Ce climat préexistant de violence explique le bilan des émeutes de Karachi. Des incidents se sont également déroulés dans le reste du pays, y compris à Islamabad et à Rawalpindi, où des partis islamistes avaient appelé leurs sympathisants à se réunir en masse pour dénoncer l’insulte faite au prophète. Consciente des risques pour les représentations diplomatiques, les intérêts économiques et les ressortissants américains résidant dans le pays, l’ambassade des Etats-Unis a acheté des espaces publicitaires sur des chaines de télévision locales. Les images de Barack Obama et Hillary Clinton condamnant le blasphème dans des déclarations sous-titrées en ourdou n’auront cependant pas été suffisantes pour rétablir une bonne image des Etats-Unis dans l’esprit de la majorité des Pakistanais.

 

En Libye, l’assassinat de l’ambassadeur Chris Stevens par une milice islamiste a déclenché la colère d’une population restée favorable aux Etats-Unis après la chute du régime Kadhafi.

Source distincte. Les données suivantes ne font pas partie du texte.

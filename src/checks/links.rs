use html::{DOMElement, Document};
use tracing::trace;

use super::{describe, ensure, none_of, Check, CheckResult};
use crate::page::Page;

const GROUP: &str = "Links";

/// Cards intentionally left without a link yet. Matched as substrings of the
/// `class` attribute. Maintained by hand alongside the page content.
pub const PLACEHOLDER_CLASSES: &[&str] = &["headphones", "masters", "radio", "thrive-wearables"];

pub const LINKEDIN: &str = "linkedin.com";
pub const GITHUB_PROFILE: &str = "github.com/withey";
pub const INSTAGRAM: &str = "instagram.com";

pub static CHECKS: &[Check] = &[
    Check {
        group: GROUP,
        name: "every anchor has a non-empty href, or is a known placeholder",
        run: href_completeness,
    },
    Check {
        group: GROUP,
        name: "placeholder cards are exactly the known set",
        run: placeholder_closure,
    },
    Check {
        group: GROUP,
        name: "all external links use HTTPS",
        run: external_links_use_https,
    },
    Check {
        group: GROUP,
        name: "all internal anchor links (#) point to an existing element",
        run: internal_links_resolve,
    },
    Check {
        group: GROUP,
        name: "external links open in a new tab",
        run: external_links_open_new_tab,
    },
    Check {
        group: GROUP,
        name: "LinkedIn link present and points to linkedin.com",
        run: linkedin_present,
    },
    Check {
        group: GROUP,
        name: "GitHub link present and points to github.com",
        run: github_present,
    },
    Check {
        group: GROUP,
        name: "Instagram link present and points to instagram.com",
        run: instagram_present,
    },
];

/// View of an `a` element
#[derive(Debug, Clone, Copy)]
pub struct Anchor<'a> {
    element: &'a DOMElement,
}

impl<'a> Anchor<'a> {
    pub fn href(&self) -> Option<&'a str> {
        self.element.get_attribute("href")
    }

    pub fn target(&self) -> Option<&'a str> {
        self.element.get_attribute("target")
    }

    pub fn class(&self) -> &'a str {
        self.element.get_attribute("class").unwrap_or("")
    }

    pub fn is_placeholder(&self) -> bool {
        let class = self.class();
        PLACEHOLDER_CLASSES.iter().any(|p| class.contains(p))
    }

    pub fn is_external(&self) -> bool {
        self.href().map_or(false, |h| h.starts_with("http"))
    }

    /// The id named by an in-page `#id` link
    pub fn fragment(&self) -> Option<&'a str> {
        self.href().and_then(|h| h.strip_prefix('#'))
    }

    fn describe(&self) -> String {
        describe(self.element, &["href", "target", "class"])
    }
}

pub fn anchors(document: &Document) -> Vec<Anchor<'_>> {
    let anchors: Vec<Anchor> = document
        .get_elements_by_name("a")
        .into_iter()
        .map(|element| Anchor { element })
        .collect();
    trace!(count = anchors.len(), "Collected anchors");
    anchors
}

fn offenders<'a>(page: &'a Page, offends: impl Fn(&Anchor<'a>) -> bool) -> Vec<String> {
    anchors(page.document())
        .iter()
        .filter(|a| offends(a))
        .map(Anchor::describe)
        .collect()
}

fn href_completeness(page: &Page) -> CheckResult {
    none_of(
        "a non-empty href on every non-placeholder anchor",
        offenders(page, |a| {
            !a.is_placeholder() && a.href().map_or(true, str::is_empty)
        }),
    )
}

fn placeholder_closure(page: &Page) -> CheckResult {
    none_of(
        &format!("anchors without href to carry one of {:?}", PLACEHOLDER_CLASSES),
        offenders(page, |a| a.href().is_none() && !a.is_placeholder()),
    )
}

fn external_links_use_https(page: &Page) -> CheckResult {
    none_of(
        "external hrefs to start with https:",
        offenders(page, |a| {
            a.is_external() && !a.href().map_or(false, |h| h.starts_with("https:"))
        }),
    )
}

fn internal_links_resolve(page: &Page) -> CheckResult {
    let document = page.document();
    none_of(
        "every #fragment link to name an existing id",
        offenders(page, |a| match a.fragment() {
            Some("") => true,
            Some(id) => document.get_element_by_id(id).is_none(),
            None => false,
        }),
    )
}

fn external_links_open_new_tab(page: &Page) -> CheckResult {
    none_of(
        "target=\"_blank\" on every external link",
        offenders(page, |a| a.is_external() && a.target() != Some("_blank")),
    )
}

fn hrefs_containing(page: &Page, needle: &str) -> usize {
    anchors(page.document())
        .iter()
        .filter(|a| a.href().map_or(false, |h| h.contains(needle)))
        .count()
}

fn linkedin_present(page: &Page) -> CheckResult {
    let count = hrefs_containing(page, LINKEDIN);
    ensure(count == 1, "exactly one link to linkedin.com", || {
        format!("{} links", count)
    })
}

fn github_present(page: &Page) -> CheckResult {
    let count = hrefs_containing(page, GITHUB_PROFILE);
    ensure(count > 0, "a link to github.com/withey", || "none".to_string())
}

fn instagram_present(page: &Page) -> CheckResult {
    let count = hrefs_containing(page, INSTAGRAM);
    ensure(count > 0, "a link to instagram.com", || "none".to_string())
}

Au Pakistan, la réception de « L’innocence des musulmans » a traduit au contraire le sentiment croissant d’antiaméricanisme qui traverse la société. Les relations entre Islamabad et Washington se sont constamment dégradées depuis 2008 et l’intensification de la guerre des drones dans les zones tribales qui longent la frontière afghane. Les Etats-Unis dénoncent le manque d’efforts de leur allié traditionnel dans la lutte contre le terrorisme, alors que le Pakistan les accuse en retour de violer systématiquement sa souveraineté nationale. Les frappes de drones dans des villages isolés et les pertes civiles ont également accentué le sentiment d’hostilité envers l’Amérique.

 

Le moindre prétexte était donc suffisant pour déclencher une explosion de violence incontrôlable. Alors que le pays traverse une très grave crise politique depuis la destitution du Premier ministre Yousouf Raza Gillani par la Cour Suprême en juin 2010, les appels du gouvernement et des partis laïques à manifester pacifiquement sont apparus comme un nouvel aveu de faiblesse. Décrédibilisé par des scandales de corruption successifs et par la dégradation de la situation sociale et économique, le gouvernement est encore perçu comme un vassal des Etats-Unis par une grande partie de la population. Dans ce contexte, la « journée d’amour du prophète » a été reçue par les mouvements extrémistes comme un blanc-seing pour déverser leur haine de l’Occident, et surtout pour affirmer publiquement leur influence sur la société en dehors de tout processus démocratique.